Établir une relation de sympathie, de syntonie et ainsi donner une
continuité à celle-ci, permet le passage d'une bonne relation
à l'Alliance Thérapeutique, qui est une forme particulière
de relation entre thérapeute et patient basée sur des
éléments qui permettent à tous les deux d'améliorer
la santé du patient-même, grâce à son engagement.
Voilà pourquoi la durée de la relation est
importante: cette relation de confiance exige du temps ; elle grandit
avec le bon épanouissement de la relation et des activités.
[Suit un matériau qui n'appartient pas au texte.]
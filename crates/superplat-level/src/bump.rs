use serde::{Deserialize, Serialize};

use superplat_core::geometry::Vec2;

use crate::body::Body;

#[derive(Debug, Clone, Copy, Default, PartialEq, Eq, Serialize, Deserialize)]
pub enum BumpState {
    #[default]
    Idle,
    /// Rest position is captured on the next update.
    BumpStart,
    BumpingUp,
    BumpingDown,
}

/// Scripted up-and-back displacement of a block hit from below.
#[derive(Debug, Clone, PartialEq)]
pub struct Bump {
    state: BumpState,
    rest: Vec2,
    distance: f32,
    speed: f32,
}

impl Bump {
    pub fn new(distance: f32, speed: f32) -> Self {
        Self {
            state: BumpState::Idle,
            rest: Vec2::ZERO,
            distance: distance.abs(),
            speed: speed.abs(),
        }
    }

    pub fn state(&self) -> BumpState {
        self.state
    }

    pub fn is_idle(&self) -> bool {
        self.state == BumpState::Idle
    }

    /// Start a bump. Ignored while one is already in progress, so the rest
    /// position is never recaptured from a displaced block.
    pub fn trigger(&mut self) -> bool {
        if self.is_idle() {
            self.state = BumpState::BumpStart;
            true
        } else {
            false
        }
    }

    /// Step the machine and move `body` directly by `dt` seconds.
    ///
    /// Motion is clamped to the peak and to rest, so the block never rises more
    /// than the bump distance and always settles exactly where it started.
    pub fn update(&mut self, body: &mut Body, dt: f32) {
        match self.state {
            BumpState::Idle => {
                body.velocity.y = 0.0;
            },
            BumpState::BumpStart => {
                self.rest = body.position;
                self.state = BumpState::BumpingUp;
            },
            BumpState::BumpingUp => {
                let peak = self.rest.y - self.distance;
                body.velocity.y = -self.speed;
                body.position.y = (body.position.y - self.speed * dt).max(peak);
                if body.position.y <= peak {
                    self.state = BumpState::BumpingDown;
                }
            },
            BumpState::BumpingDown => {
                body.velocity.y = self.speed;
                body.position.y = (body.position.y + self.speed * dt).min(self.rest.y);
                if body.position.y >= self.rest.y {
                    body.position = self.rest;
                    body.velocity.y = 0.0;
                    self.state = BumpState::Idle;
                }
            },
        }
        body.sync_bounds();
    }
}

#[cfg(test)]
mod tests {
    use super::*;

    fn block() -> Body {
        Body::new(Vec2::new(32.0, 64.0), 16, 16)
    }

    #[test]
    fn idle_holds_still() {
        let mut bump = Bump::new(5.0, 70.0);
        let mut body = block();
        body.velocity.y = 12.0;
        bump.update(&mut body, 0.016);
        assert_eq!(body.velocity.y, 0.0);
        assert_eq!(body.position, Vec2::new(32.0, 64.0));
    }

    #[test]
    fn full_cycle_rises_by_distance_and_returns() {
        let mut bump = Bump::new(5.0, 70.0);
        let mut body = block();
        assert!(bump.trigger());

        bump.update(&mut body, 0.016);
        assert_eq!(bump.state(), BumpState::BumpingUp);
        assert_eq!(body.position.y, 64.0, "start step only records rest");

        let mut highest = body.position.y;
        for _ in 0..100 {
            bump.update(&mut body, 0.016);
            highest = highest.min(body.position.y);
            if bump.is_idle() {
                break;
            }
        }
        assert!(bump.is_idle());
        assert_eq!(highest, 59.0);
        assert_eq!(body.position, Vec2::new(32.0, 64.0));
        assert_eq!(body.velocity.y, 0.0);
        assert_eq!(body.bounds().top(), 64.0);
    }

    #[test]
    fn trigger_is_ignored_mid_bump() {
        let mut bump = Bump::new(5.0, 70.0);
        let mut body = block();
        bump.trigger();
        bump.update(&mut body, 0.016);
        bump.update(&mut body, 0.016);
        assert!(!bump.trigger());
        assert_eq!(bump.state(), BumpState::BumpingUp);
    }

    #[test]
    fn re_entrant_once_idle() {
        let mut bump = Bump::new(5.0, 70.0);
        let mut body = block();
        for _ in 0..2 {
            assert!(bump.trigger());
            for _ in 0..50 {
                bump.update(&mut body, 0.02);
            }
            assert!(bump.is_idle());
            assert_eq!(body.position.y, 64.0);
        }
    }

    mod proptests {
        use super::*;
        use proptest::prelude::*;

        proptest! {
            #[test]
            fn rises_monotonically_then_returns(
                distance in 1.0f32..20.0,
                speed in 40.0f32..200.0,
                dts in prop::collection::vec(0.005f32..0.041, 400),
            ) {
                let mut bump = Bump::new(distance, speed);
                let mut body = block();
                let rest = body.position.y;
                bump.trigger();

                let mut last = rest;
                let mut highest = rest;
                for dt in dts {
                    let rising = matches!(
                        bump.state(),
                        BumpState::BumpStart | BumpState::BumpingUp
                    );
                    bump.update(&mut body, dt);
                    let y = body.position.y;
                    if rising {
                        prop_assert!(y <= last, "moved down while rising");
                    } else {
                        prop_assert!(y >= last, "moved up while returning");
                    }
                    prop_assert!(y >= rest - distance, "overshot the peak");
                    prop_assert!(y <= rest, "sank below rest");
                    highest = highest.min(y);
                    last = y;
                    if bump.is_idle() {
                        break;
                    }
                }
                prop_assert!(bump.is_idle());
                prop_assert_eq!(highest, rest - distance);
                prop_assert_eq!(body.position.y, rest);
                prop_assert_eq!(body.velocity.y, 0.0);
            }
        }
    }
}
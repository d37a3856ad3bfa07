use superplat_core::collision::Axis;

use crate::body::Body;

/// What the integrator needs from whoever owns the bodies.
pub trait CollisionWorld {
    type Handle: Copy;

    fn body_mut(&mut self, handle: Self::Handle) -> Option<&mut Body>;

    /// Test `mover` against its broad-phase candidates on `axis` and dispatch hits.
    fn test_collisions(&mut self, mover: Self::Handle, axis: Axis);

    /// Horizontal extent of the level in world units.
    fn level_width(&self) -> f32;
}

/// Clamp `v` to `[-limit, limit]`.
fn clamp_speed(v: f32, limit: f32) -> f32 {
    let limit = limit.abs();
    v.max(-limit).min(limit)
}

fn tests_itself(body: &Body) -> bool {
    body.collidable && body.checks_own_collisions
}

/// Advance one body by `dt` seconds.
///
/// X moves and resolves before Y, so grounded state is only decided once the
/// horizontal position for the tick is final. Collision tests always see bounds
/// resynced from the position they were triggered by.
pub fn apply_physics<W: CollisionWorld>(world: &mut W, handle: W::Handle, dt: f32) {
    let Some(body) = world.body_mut(handle) else {
        return;
    };
    body.sync_bounds();
    body.snapshot_bounds();

    // Horizontal phase
    body.velocity.x = clamp_speed(body.velocity.x, body.terminal_velocity.x);
    body.position.x += body.velocity.x * dt;
    body.sync_bounds();
    if tests_itself(body) {
        world.test_collisions(handle, Axis::X);
    }

    // Vertical phase
    let Some(body) = world.body_mut(handle) else {
        return;
    };
    body.velocity.y += body.gravity * dt;
    body.velocity.y = clamp_speed(body.velocity.y, body.terminal_velocity.y);
    body.position.y += body.velocity.y * dt;
    body.sync_bounds();
    if tests_itself(body) {
        world.test_collisions(handle, Axis::Y);
    }

    let level_width = world.level_width();
    if let Some(body) = world.body_mut(handle) {
        keep_in_bounds(body, level_width);
    }
}

/// Clamp a collidable body horizontally into `[0, level_width - width]`.
///
/// Non-collidable bodies (a dying player) are left alone.
pub fn keep_in_bounds(body: &mut Body, level_width: f32) {
    if !body.collidable {
        return;
    }
    let max_x = (level_width - body.width as f32).max(0.0);
    let clamped = body.position.x.clamp(0.0, max_x);
    if clamped != body.position.x {
        body.position.x = clamped;
        body.velocity.x = 0.0;
        body.sync_bounds();
    }
}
B.2.2. Une bonne relation renforce l'engagement du
patient et lui permet de s'exprimer et d'exprimer ses émotions
Une bonne relation est importante aussi pour sa valeur:
reconnaître au patient sa dignité comme être humain
malgré ses conditions de fragilité et de dépendance. Un
ressenti est d'abord un ressenti corporel, puis mental et spirituel. Un bon
ressenti corporel et une agréable stimulation sensorielle sont
déjà des aspects qui favorisent la participation aux
séances. Mais, le besoin de répondre aux appels spirituels est le
bon qui amène à s'engager à faire et à
bien faire pour réaliser quelque chose qui lui plaît (
le beau) sous le regard de l'art-thérapeute. Chez le patient,
un besoin satisfait de se sentir bien et à l'aise avec l'autre, renforce
son estime, sa confiance en lui. L'importance de se sentir à l'aise, de
se sentir apprécié et accueilli par l'autre, facilite la
spontanéité de la personne et du coup lui fait exprimer ses
propres émotions. Un regard et un contact empathique font sortir ainsi
le non dit.
L'importance d'une bonne relation pour l'engagement du patient
à faire a été mis en évidence aussi par des
expériences d'ateliers collectifs à dominante arts plastiques
pour des personnes âgées atteintes de démence de type
Alzheimer et leurs proches, avec l'objectif de favoriser la relation et la
capacité de communication, au-delà des mots, entre les patients
et les autres personnes de sa famille; une forme de communication qui va
s'instaurer entre l'auteur de l'oeuvre réalisée et les autres,
fondé sur la qualité des échanges. Alors, grâce
à ces gratifications extérieures, la personne malade continuera
à produire. On donne, ainsi, la possibilité à la personne
démente de s'exprimer dans son environnement quotidien, de
réaliser seul ou ensemble des objets plaisants, ou, simplement, de
choisir un objet jugé beau et éprouver jouissance de son
rayonnement, en restaurant l'envie d'être et de faire et permettant de
voir le malade et sa pathologie autrement ( Mémoire en ligne
« Art Thérapie-Strasbourg »).
B.2.3 Une bonne relation peut aider à raviver
le regard positif de la personne sur elle- même et à renforcer
l'image de soi
Une rencontre peut naître car la personne apporte des
éléments personnels dans un
échange le plus souvent non verbal. Martha Graham, une
des pionnières de la Modern Dance, fut une des premières
danseuses à mettre en évidence la valeur et l'importance de la
danse dans un cadre relationnel et humain. Le processus d'union entre
art-thérapeute et patient, basé sur une estime et confiance
réciproques, amène la personne atteinte de démence vers
un processus de renforcement de l'image d'elle-même; ainsi l'effet
d'être soutenu par le regard positif de son propre thérapeute
donne de la valeur à ses expressions et du sens à ses ressentis.
C'est la phase 8 de l'Art
Opératoire : « au regard du
monde », un regard qui donne à la personne sa valeur et
ravive le regard positif sur elle-même.